= TASK GOAL =
Copy every line below precisely, leaving nothing out.

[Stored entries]

//! MCP Server implementation using rmcp

use crate::config::{DeploymentMode, ServerConfig};
use crate::error::Error;
use crate::ocr::{AnnotationFormat, MistralOcrClient, OcrEngine, OcrPage, OcrRequest, OcrResponse};
use crate::source::{
    resolve_base64, resolve_cache, resolve_path, resolve_url, CacheManager, CachedDocument,
    DocumentKind, ResolvedDocument,
};
use crate::text::{
    clean_repetitions_with_stats, extract_markdown_tables, markdown_to_plain_text, out_of_range,
    parse_page_spec, PageSet,
};
use anyhow::Result;
use rmcp::{
    handler::server::tool::ToolRouter, handler::server::wrapper::Parameters, model::*,
    schemars::JsonSchema, service::RequestContext, tool, tool_handler, tool_router, RoleServer,
    ServerHandler, ServiceExt,
};
use serde::{Deserialize, Serialize};
use std::path::{Path, PathBuf};
use std::sync::Arc;

/// Document source specification
#[derive(Debug, Clone, Serialize, JsonSchema)]
#[serde(untagged)]
pub enum DocumentSource {
    /// File path (local mode only)
    Path {
        /// Path to the PDF or image file
        path: String,
    },
    /// Base64 encoded document data
    Base64 {
        /// Base64 encoded PDF or image content, optionally as a data: URL
        base64: String,
    },
    /// URL the OCR service fetches the document from
    Url {
        /// URL of the PDF or image
        url: String,
    },
    /// Reference to a cached OCR result
    CacheRef {
        /// Cache key from previous operation
        cache_key: String,
    },
}

impl<'de> serde::Deserialize<'de> for DocumentSource {
    fn deserialize<D>(deserializer: D) -> std::result::Result<Self, D::Error>
    where
        D: serde::Deserializer<'de>,
    {
        let value = serde_json::Value::deserialize(deserializer)?;

        let Some(obj) = value.as_object() else {
            return Err(serde::de::Error::custom(format!(
                "Invalid source: expected an object with one of \"path\", \"base64\", \"url\", or \"cache_key\", but got {}",
                match &value {
                    serde_json::Value::Array(_) => "an array",
                    serde_json::Value::String(_) => "a string",
                    serde_json::Value::Number(_) => "a number",
                    serde_json::Value::Bool(_) => "a boolean",
                    serde_json::Value::Null => "null",
                    _ => "unknown type",
                }
            )));
        };

        for key in ["path", "base64", "url", "cache_key"] {
            let Some(v) = obj.get(key) else { continue };
            let Some(s) = v.as_str() else {
                return Err(serde::de::Error::custom(format!(
                    "\"{}\" must be a string",
                    key
                )));
            };
            let s = s.to_string();
            return Ok(match key {
                "path" => DocumentSource::Path { path: s },
                "base64" => DocumentSource::Base64 { base64: s },
                "url" => DocumentSource::Url { url: s },
                _ => DocumentSource::CacheRef { cache_key: s },
            });
        }

        let keys: Vec<&String> = obj.keys().collect();
        Err(serde::de::Error::custom(format!(
            "Invalid source: expected an object with one of \"path\", \"base64\", \"url\", or \"cache_key\", but got keys: {:?}",
            keys
        )))
    }
}

/// OCR MCP Server
#[derive(Clone)]
pub struct OcrServer {
    cache: Arc<CacheManager>,
    engine: Arc<dyn OcrEngine>,
    tool_router: ToolRouter<Self>,
    /// Server configuration
    config: Arc<ServerConfig>,
}

// ============================================================================
// Shared response types
// ============================================================================

/// Text format of returned content
#[derive(Debug, Clone, Copy, Default, PartialEq, Eq, Serialize, Deserialize, JsonSchema)]
#[serde(rename_all = "lowercase")]
pub enum OutputFormat {
    /// Markdown as produced by the OCR service
    #[default]
    Markdown,
    /// Plain text with markdown syntax stripped
    Text,
}

#[derive(Debug, Clone, Copy, Serialize, JsonSchema)]
pub struct UsageReport {
    pub pages_processed: u32,
    #[serde(skip_serializing_if = "Option::is_none")]
    pub doc_size_bytes: Option<u64>,
}

/// Output of an OCR call shared by the document tools
struct ProcessedDocument {
    source_name: String,
    response: Arc<OcrResponse>,
    cache_key: Option<String>,
    warnings: Vec<String>,
}

impl ProcessedDocument {
    fn usage(&self) -> Option<UsageReport> {
        self.response.usage_info.map(|u| UsageReport {
            pages_processed: u.pages_processed,
            doc_size_bytes: u.doc_size_bytes,
        })
    }
}

// ============================================================================
// Request/Response types for process_document
// ============================================================================

#[derive(Debug, Deserialize, JsonSchema)]
pub struct ProcessDocumentParams {
    /// Documents to process
    pub sources: Vec<DocumentSource>,
    /// Page selection (e.g., "1,5,10-15"). All pages when omitted.
    #[serde(default)]
    pub pages: Option<String>,
    /// Output format: "markdown" (default) or "text"
    #[serde(default)]
    pub format: OutputFormat,
    /// Remove running headers/footers and other repeated lines
    #[serde(default)]
    pub clean_repetitions: bool,
    /// Include extracted images (base64)
    #[serde(default)]
    pub include_images: bool,
    /// Save the content to this file (local mode only). With several sources,
    /// a numeric suffix is added per source.
    #[serde(default)]
    pub output_path: Option<String>,
    /// Cache the OCR result and return a cache key
    #[serde(default)]
    pub cache: bool,
}

#[derive(Debug, Serialize, JsonSchema)]
pub struct ImageInfo {
    /// Page number (1-indexed)
    pub page: u32,
    /// Image identifier as referenced in the markdown
    pub id: String,
    /// Bounding box [top_left_x, top_left_y, bottom_right_x, bottom_right_y]
    #[serde(skip_serializing_if = "Option::is_none")]
    pub bbox: Option<[u32; 4]>,
    /// Base64 encoded image data
    #[serde(skip_serializing_if = "Option::is_none")]
    pub data_base64: Option<String>,
}

#[derive(Debug, Serialize, JsonSchema)]
pub struct CleaningReport {
    /// Cleaning method label
    pub method: String,
    /// Number of lines removed
    pub lines_removed: usize,
}

#[derive(Debug, Default, Serialize, JsonSchema)]
pub struct ProcessDocumentResult {
    pub source: String,
    pub success: bool,
    #[serde(skip_serializing_if = "Option::is_none")]
    pub cache_key: Option<String>,
    pub format: OutputFormat,
    pub content: String,
    /// Pages in the document
    pub total_pages: u32,
    /// Page numbers included in content
    pub pages: Vec<u32>,
    #[serde(skip_serializing_if = "Option::is_none")]
    pub images: Option<Vec<ImageInfo>>,
    #[serde(skip_serializing_if = "Option::is_none")]
    pub cleaning: Option<CleaningReport>,
    #[serde(skip_serializing_if = "Option::is_none")]
    pub saved_to: Option<String>,
    #[serde(skip_serializing_if = "Option::is_none")]
    pub usage: Option<UsageReport>,
    pub warnings: Vec<String>,
    #[serde(skip_serializing_if = "Option::is_none")]
    pub error: Option<String>,
    #[serde(skip_serializing_if = "Option::is_none")]
    pub suggestion: Option<String>,
}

= RESULT =
//! MCP Server implementation using rmcp

use crate::config::{DeploymentMode, ServerConfig};
use crate::error::Error;
use crate::ocr::{AnnotationFormat, MistralOcrClient, OcrEngine, OcrPage, OcrRequest, OcrResponse};
use crate::source::{
    resolve_base64, resolve_cache, resolve_path, resolve_url, CacheManager, CachedDocument,
    DocumentKind, ResolvedDocument,
};
use crate::text::{
    clean_repetitions_with_stats, extract_markdown_tables, markdown_to_plain_text, out_of_range,
    parse_page_spec, PageSet,
};
use anyhow::Result;
use rmcp::{
    handler::server::tool::ToolRouter, handler::server::wrapper::Parameters, model::*,
    schemars::JsonSchema, service::RequestContext, tool, tool_handler, tool_router, RoleServer,
    ServerHandler, ServiceExt,
};
use serde::{Deserialize, Serialize};
use std::path::{Path, PathBuf};
use std::sync::Arc;

/// Document source specification
#[derive(Debug, Clone, Serialize, JsonSchema)]
#[serde(untagged)]
pub enum DocumentSource {
    /// File path (local mode only)
    Path {
        /// Path to the PDF or image file
        path: String,
    },
    /// Base64 encoded document data
    Base64 {
        /// Base64 encoded PDF or image content, optionally as a data: URL
        base64: String,
    },
    /// URL the OCR service fetches the document from
    Url {
        /// URL of the PDF or image
        url: String,
    },
    /// Reference to a cached OCR result
    CacheRef {
        /// Cache key from previous operation
        cache_key: String,
    },
}

impl<'de> serde::Deserialize<'de> for DocumentSource {
    fn deserialize<D>(deserializer: D) -> std::result::Result<Self, D::Error>
    where
        D: serde::Deserializer<'de>,
    {
        let value = serde_json::Value::deserialize(deserializer)?;

        let Some(obj) = value.as_object() else {
            return Err(serde::de::Error::custom(format!(
                "Invalid source: expected an object with one of \"path\", \"base64\", \"url\", or \"cache_key\", but got {}",
                match &value {
                    serde_json::Value::Array(_) => "an array",
                    serde_json::Value::String(_) => "a string",
                    serde_json::Value::Number(_) => "a number",
                    serde_json::Value::Bool(_) => "a boolean",
                    serde_json::Value::Null => "null",
                    _ => "unknown type",
                }
            )));
        };

        for key in ["path", "base64", "url", "cache_key"] {
            let Some(v) = obj.get(key) else { continue };
            let Some(s) = v.as_str() else {
                return Err(serde::de::Error::custom(format!(
                    "\"{}\" must be a string",
                    key
                )));
            };
            let s = s.to_string();
            return Ok(match key {
                "path" => DocumentSource::Path { path: s },
                "base64" => DocumentSource::Base64 { base64: s },
                "url" => DocumentSource::Url { url: s },
                _ => DocumentSource::CacheRef { cache_key: s },
            });
        }

        let keys: Vec<&String> = obj.keys().collect();
        Err(serde::de::Error::custom(format!(
            "Invalid source: expected an object with one of \"path\", \"base64\", \"url\", or \"cache_key\", but got keys: {:?}",
            keys
        )))
    }
}

/// OCR MCP Server
#[derive(Clone)]
pub struct OcrServer {
    cache: Arc<CacheManager>,
    engine: Arc<dyn OcrEngine>,
    tool_router: ToolRouter<Self>,
    /// Server configuration
    config: Arc<ServerConfig>,
}

// ============================================================================
// Shared response types
// ============================================================================

/// Text format of returned content
#[derive(Debug, Clone, Copy, Default, PartialEq, Eq, Serialize, Deserialize, JsonSchema)]
#[serde(rename_all = "lowercase")]
pub enum OutputFormat {
    /// Markdown as produced by the OCR service
    #[default]
    Markdown,
    /// Plain text with markdown syntax stripped
    Text,
}

#[derive(Debug, Clone, Copy, Serialize, JsonSchema)]
pub struct UsageReport {
    pub pages_processed: u32,
    #[serde(skip_serializing_if = "Option::is_none")]
    pub doc_size_bytes: Option<u64>,
}

/// Output of an OCR call shared by the document tools
struct ProcessedDocument {
    source_name: String,
    response: Arc<OcrResponse>,
    cache_key: Option<String>,
    warnings: Vec<String>,
}

impl ProcessedDocument {
    fn usage(&self) -> Option<UsageReport> {
        self.response.usage_info.map(|u| UsageReport {
            pages_processed: u.pages_processed,
            doc_size_bytes: u.doc_size_bytes,
        })
    }
}

// ============================================================================
// Request/Response types for process_document
// ============================================================================

#[derive(Debug, Deserialize, JsonSchema)]
pub struct ProcessDocumentParams {
    /// Documents to process
    pub sources: Vec<DocumentSource>,
    /// Page selection (e.g., "1,5,10-15"). All pages when omitted.
    #[serde(default)]
    pub pages: Option<String>,
    /// Output format: "markdown" (default) or "text"
    #[serde(default)]
    pub format: OutputFormat,
    /// Remove running headers/footers and other repeated lines
    #[serde(default)]
    pub clean_repetitions: bool,
    /// Include extracted images (base64)
    #[serde(default)]
    pub include_images: bool,
    /// Save the content to this file (local mode only). With several sources,
    /// a numeric suffix is added per source.
    #[serde(default)]
    pub output_path: Option<String>,
    /// Cache the OCR result and return a cache key
    #[serde(default)]
    pub cache: bool,
}

#[derive(Debug, Serialize, JsonSchema)]
pub struct ImageInfo {
    /// Page number (1-indexed)
    pub page: u32,
    /// Image identifier as referenced in the markdown
    pub id: String,
    /// Bounding box [top_left_x, top_left_y, bottom_right_x, bottom_right_y]
    #[serde(skip_serializing_if = "Option::is_none")]
    pub bbox: Option<[u32; 4]>,
    /// Base64 encoded image data
    #[serde(skip_serializing_if = "Option::is_none")]
    pub data_base64: Option<String>,
}

#[derive(Debug, Serialize, JsonSchema)]
pub struct CleaningReport {
    /// Cleaning method label
    pub method: String,
    /// Number of lines removed
    pub lines_removed: usize,
}

#[derive(Debug, Default, Serialize, JsonSchema)]
pub struct ProcessDocumentResult {
    pub source: String,
    pub success: bool,
    #[serde(skip_serializing_if = "Option::is_none")]
    pub cache_key: Option<String>,
    pub format: OutputFormat,
    pub content: String,
    /// Pages in the document
    pub total_pages: u32,
    /// Page numbers included in content
    pub pages: Vec<u32>,
    #[serde(skip_serializing_if = "Option::is_none")]
    pub images: Option<Vec<ImageInfo>>,
    #[serde(skip_serializing_if = "Option::is_none")]
    pub cleaning: Option<CleaningReport>,
    #[serde(skip_serializing_if = "Option::is_none")]
    pub saved_to: Option<String>,
    #[serde(skip_serializing_if = "Option::is_none")]
    pub usage: Option<UsageReport>,
    pub warnings: Vec<String>,
    #[serde(skip_serializing_if = "Option::is_none")]
    pub error: Option<String>,
    #[serde(skip_serializing_if = "Option::is_none")]
    pub suggestion: Option<String>,
}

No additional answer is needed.